Stored data
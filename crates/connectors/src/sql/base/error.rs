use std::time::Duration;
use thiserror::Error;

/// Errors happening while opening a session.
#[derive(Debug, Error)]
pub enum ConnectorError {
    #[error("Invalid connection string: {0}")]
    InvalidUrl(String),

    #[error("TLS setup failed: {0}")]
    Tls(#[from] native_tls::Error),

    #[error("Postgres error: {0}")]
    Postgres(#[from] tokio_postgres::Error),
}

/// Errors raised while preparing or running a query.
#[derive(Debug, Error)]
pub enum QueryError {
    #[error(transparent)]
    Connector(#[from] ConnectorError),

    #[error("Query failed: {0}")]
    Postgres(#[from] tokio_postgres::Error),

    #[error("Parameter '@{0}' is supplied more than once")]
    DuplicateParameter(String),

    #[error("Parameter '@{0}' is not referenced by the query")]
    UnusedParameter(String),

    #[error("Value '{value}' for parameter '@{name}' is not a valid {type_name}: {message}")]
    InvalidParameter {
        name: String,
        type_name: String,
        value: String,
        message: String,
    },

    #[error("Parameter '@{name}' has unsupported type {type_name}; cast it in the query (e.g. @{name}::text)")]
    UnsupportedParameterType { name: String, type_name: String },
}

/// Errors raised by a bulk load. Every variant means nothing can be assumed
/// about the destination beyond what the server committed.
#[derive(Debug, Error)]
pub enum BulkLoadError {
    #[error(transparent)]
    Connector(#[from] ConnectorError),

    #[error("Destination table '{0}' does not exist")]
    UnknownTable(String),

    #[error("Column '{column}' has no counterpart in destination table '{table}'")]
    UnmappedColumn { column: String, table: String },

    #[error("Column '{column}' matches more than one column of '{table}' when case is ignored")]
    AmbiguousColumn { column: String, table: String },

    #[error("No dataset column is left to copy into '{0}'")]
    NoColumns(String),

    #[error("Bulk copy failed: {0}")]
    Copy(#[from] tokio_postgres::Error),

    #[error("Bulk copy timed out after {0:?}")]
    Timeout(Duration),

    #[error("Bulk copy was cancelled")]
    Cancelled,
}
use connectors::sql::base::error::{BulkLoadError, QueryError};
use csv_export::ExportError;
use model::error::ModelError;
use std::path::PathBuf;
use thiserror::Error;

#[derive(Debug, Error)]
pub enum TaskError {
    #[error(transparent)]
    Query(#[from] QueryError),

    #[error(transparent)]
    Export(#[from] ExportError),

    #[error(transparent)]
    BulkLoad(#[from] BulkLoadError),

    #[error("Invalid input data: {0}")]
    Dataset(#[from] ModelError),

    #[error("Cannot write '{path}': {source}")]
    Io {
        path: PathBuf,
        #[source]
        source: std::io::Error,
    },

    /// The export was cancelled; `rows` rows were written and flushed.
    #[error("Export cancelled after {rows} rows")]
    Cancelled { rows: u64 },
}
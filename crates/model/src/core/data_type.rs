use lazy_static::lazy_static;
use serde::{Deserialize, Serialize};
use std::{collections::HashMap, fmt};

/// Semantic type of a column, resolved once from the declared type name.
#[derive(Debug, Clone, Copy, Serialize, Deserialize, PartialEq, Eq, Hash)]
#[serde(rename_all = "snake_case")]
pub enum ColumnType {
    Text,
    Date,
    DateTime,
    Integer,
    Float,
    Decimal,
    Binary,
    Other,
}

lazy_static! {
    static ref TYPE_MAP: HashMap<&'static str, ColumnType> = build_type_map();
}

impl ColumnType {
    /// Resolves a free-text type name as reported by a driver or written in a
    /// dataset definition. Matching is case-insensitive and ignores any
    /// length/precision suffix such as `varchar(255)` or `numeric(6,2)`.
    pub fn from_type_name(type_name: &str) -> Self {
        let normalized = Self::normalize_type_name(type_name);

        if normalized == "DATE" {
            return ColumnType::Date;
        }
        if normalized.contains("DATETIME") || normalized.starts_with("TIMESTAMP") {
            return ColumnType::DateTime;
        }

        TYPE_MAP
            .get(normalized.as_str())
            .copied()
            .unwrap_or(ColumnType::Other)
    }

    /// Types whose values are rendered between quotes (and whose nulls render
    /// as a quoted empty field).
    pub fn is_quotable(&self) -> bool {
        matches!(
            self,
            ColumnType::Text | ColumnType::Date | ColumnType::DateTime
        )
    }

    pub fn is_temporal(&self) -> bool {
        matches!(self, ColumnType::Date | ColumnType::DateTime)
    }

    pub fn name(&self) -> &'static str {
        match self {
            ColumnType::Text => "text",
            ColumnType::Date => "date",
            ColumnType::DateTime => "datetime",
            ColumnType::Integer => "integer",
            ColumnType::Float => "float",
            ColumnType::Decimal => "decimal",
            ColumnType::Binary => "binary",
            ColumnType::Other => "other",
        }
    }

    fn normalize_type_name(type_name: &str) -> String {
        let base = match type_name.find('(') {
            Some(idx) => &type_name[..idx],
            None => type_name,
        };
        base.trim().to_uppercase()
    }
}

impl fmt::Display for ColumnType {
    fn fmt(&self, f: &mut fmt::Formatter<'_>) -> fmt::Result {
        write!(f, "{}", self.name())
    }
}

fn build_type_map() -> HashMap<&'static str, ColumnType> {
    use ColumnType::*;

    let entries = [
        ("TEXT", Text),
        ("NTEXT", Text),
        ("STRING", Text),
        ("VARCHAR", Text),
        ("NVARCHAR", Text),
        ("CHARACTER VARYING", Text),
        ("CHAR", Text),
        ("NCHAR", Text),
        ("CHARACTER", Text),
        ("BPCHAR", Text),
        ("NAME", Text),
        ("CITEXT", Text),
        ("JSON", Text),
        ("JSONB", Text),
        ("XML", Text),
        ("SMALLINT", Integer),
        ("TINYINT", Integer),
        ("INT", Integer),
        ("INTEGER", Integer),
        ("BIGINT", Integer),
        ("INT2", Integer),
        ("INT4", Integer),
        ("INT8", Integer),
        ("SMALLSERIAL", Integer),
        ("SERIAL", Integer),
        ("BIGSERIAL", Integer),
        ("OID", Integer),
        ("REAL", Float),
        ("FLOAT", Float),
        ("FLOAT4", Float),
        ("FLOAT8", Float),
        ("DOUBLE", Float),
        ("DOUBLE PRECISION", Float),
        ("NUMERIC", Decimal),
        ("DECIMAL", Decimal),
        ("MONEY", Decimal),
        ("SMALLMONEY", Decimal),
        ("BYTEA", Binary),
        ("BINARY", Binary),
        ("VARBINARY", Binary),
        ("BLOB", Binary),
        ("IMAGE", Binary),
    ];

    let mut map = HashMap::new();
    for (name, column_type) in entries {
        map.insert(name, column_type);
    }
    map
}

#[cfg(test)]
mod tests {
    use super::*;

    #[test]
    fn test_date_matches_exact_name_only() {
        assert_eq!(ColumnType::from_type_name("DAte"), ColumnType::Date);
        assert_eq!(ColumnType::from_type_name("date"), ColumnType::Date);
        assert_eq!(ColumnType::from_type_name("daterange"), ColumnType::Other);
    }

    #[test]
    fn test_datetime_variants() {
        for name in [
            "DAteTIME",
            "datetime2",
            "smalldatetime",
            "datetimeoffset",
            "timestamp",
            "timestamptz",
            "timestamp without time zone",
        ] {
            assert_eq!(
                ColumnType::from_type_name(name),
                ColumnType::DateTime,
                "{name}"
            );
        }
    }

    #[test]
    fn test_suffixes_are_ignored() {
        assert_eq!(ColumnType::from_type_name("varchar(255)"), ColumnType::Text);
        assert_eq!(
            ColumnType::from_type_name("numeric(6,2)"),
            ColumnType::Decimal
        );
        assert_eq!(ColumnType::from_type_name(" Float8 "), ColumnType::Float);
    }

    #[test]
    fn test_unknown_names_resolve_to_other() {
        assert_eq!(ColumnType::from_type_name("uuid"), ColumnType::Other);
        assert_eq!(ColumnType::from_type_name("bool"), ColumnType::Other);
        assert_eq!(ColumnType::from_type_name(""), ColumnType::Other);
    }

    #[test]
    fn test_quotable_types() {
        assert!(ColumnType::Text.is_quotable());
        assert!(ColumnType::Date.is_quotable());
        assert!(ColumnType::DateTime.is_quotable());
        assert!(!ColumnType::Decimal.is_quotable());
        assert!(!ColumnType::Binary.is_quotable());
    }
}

#### [WHAT YOU WILL DO]
Wherever the line holding "copy timed out" falls in the entries above, copy exactly from it through the line holding "declared type name.", inclusive, and add nothing.

#### [YOUR RESPONSE]
    #[error("Bulk copy timed out after {0:?}")]
    Timeout(Duration),

    #[error("Bulk copy was cancelled")]
    Cancelled,
}
use connectors::sql::base::error::{BulkLoadError, QueryError};
use csv_export::ExportError;
use model::error::ModelError;
use std::path::PathBuf;
use thiserror::Error;

#[derive(Debug, Error)]
pub enum TaskError {
    #[error(transparent)]
    Query(#[from] QueryError),

    #[error(transparent)]
    Export(#[from] ExportError),

    #[error(transparent)]
    BulkLoad(#[from] BulkLoadError),

    #[error("Invalid input data: {0}")]
    Dataset(#[from] ModelError),

    #[error("Cannot write '{path}': {source}")]
    Io {
        path: PathBuf,
        #[source]
        source: std::io::Error,
    },

    /// The export was cancelled; `rows` rows were written and flushed.
    #[error("Export cancelled after {rows} rows")]
    Cancelled { rows: u64 },
}
filename crates/model/src/core/data_type.rs
use lazy_static::lazy_static;
use serde::{Deserialize, Serialize};
use std::{collections::HashMap, fmt};

/// Semantic type of a column, resolved once from the declared type name.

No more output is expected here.